PROVIDED DATA Block Start
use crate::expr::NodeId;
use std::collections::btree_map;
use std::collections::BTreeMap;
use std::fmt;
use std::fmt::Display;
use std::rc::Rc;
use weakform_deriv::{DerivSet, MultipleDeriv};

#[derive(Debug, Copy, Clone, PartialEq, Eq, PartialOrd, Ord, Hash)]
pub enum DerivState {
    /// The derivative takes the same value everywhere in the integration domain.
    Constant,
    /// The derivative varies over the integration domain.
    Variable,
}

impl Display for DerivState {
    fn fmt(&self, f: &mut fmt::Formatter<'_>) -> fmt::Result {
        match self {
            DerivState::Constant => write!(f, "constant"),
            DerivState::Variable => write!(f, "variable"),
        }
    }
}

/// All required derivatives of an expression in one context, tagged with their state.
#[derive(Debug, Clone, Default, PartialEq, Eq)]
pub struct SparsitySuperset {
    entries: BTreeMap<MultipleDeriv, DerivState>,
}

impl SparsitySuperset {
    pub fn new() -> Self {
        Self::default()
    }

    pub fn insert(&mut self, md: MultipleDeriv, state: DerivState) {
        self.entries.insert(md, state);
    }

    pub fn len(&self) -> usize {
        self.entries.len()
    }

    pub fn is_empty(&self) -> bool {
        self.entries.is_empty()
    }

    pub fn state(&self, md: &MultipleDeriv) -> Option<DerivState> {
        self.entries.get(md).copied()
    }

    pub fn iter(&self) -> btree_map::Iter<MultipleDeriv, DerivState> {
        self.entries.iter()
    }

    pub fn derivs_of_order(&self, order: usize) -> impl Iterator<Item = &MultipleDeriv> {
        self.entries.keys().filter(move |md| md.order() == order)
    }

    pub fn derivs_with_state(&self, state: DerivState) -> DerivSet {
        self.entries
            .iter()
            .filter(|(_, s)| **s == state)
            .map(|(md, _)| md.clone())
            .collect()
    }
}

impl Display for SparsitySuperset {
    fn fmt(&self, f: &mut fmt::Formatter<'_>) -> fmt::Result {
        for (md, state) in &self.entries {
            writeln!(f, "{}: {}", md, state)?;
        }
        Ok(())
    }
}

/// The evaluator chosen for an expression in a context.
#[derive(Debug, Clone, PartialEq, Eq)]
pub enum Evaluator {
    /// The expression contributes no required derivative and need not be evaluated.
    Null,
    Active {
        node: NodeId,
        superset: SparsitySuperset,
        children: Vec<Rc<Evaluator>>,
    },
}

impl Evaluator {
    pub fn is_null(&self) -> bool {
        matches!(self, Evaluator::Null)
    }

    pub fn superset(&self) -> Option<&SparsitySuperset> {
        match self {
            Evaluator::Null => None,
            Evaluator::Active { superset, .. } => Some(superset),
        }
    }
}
PROVIDED DATA Block End
PROVIDED DATA Block Start
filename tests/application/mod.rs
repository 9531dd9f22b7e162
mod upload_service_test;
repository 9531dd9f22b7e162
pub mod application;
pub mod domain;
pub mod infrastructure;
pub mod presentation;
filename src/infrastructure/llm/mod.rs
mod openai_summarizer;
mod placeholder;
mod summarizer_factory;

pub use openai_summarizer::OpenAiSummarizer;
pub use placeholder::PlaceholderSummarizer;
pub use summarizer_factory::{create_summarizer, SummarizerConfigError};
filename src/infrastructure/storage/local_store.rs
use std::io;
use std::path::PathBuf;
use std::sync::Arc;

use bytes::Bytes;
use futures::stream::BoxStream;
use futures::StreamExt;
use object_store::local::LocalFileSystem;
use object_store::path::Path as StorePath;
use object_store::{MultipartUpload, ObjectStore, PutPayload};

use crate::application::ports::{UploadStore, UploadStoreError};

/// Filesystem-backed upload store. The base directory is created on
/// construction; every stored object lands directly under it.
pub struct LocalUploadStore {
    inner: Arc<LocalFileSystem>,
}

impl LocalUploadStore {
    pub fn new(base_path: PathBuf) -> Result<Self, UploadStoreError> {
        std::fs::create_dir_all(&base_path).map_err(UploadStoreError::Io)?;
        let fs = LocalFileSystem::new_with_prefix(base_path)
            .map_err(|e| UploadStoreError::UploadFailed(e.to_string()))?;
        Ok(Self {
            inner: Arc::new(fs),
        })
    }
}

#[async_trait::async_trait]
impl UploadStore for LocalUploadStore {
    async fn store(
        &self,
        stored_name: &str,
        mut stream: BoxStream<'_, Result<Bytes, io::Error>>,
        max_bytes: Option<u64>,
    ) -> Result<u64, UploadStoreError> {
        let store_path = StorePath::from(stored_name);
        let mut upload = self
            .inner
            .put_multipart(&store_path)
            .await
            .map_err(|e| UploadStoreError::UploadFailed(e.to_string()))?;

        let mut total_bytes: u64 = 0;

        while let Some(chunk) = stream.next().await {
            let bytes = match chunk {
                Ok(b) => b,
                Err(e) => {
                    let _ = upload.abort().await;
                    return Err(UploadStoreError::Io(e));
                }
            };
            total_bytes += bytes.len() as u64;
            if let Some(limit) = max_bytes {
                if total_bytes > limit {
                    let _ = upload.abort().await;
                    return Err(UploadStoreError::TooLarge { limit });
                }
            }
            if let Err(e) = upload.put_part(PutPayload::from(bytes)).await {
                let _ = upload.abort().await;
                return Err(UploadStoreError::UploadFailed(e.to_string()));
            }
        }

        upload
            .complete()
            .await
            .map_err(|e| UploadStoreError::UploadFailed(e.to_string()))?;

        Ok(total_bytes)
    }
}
PROVIDED DATA Block End
In the lines above, find each one with "Constant" and list it.

> **ANSWER SPACE**:
    Constant,
            DerivState::Constant => write!(f, "constant"),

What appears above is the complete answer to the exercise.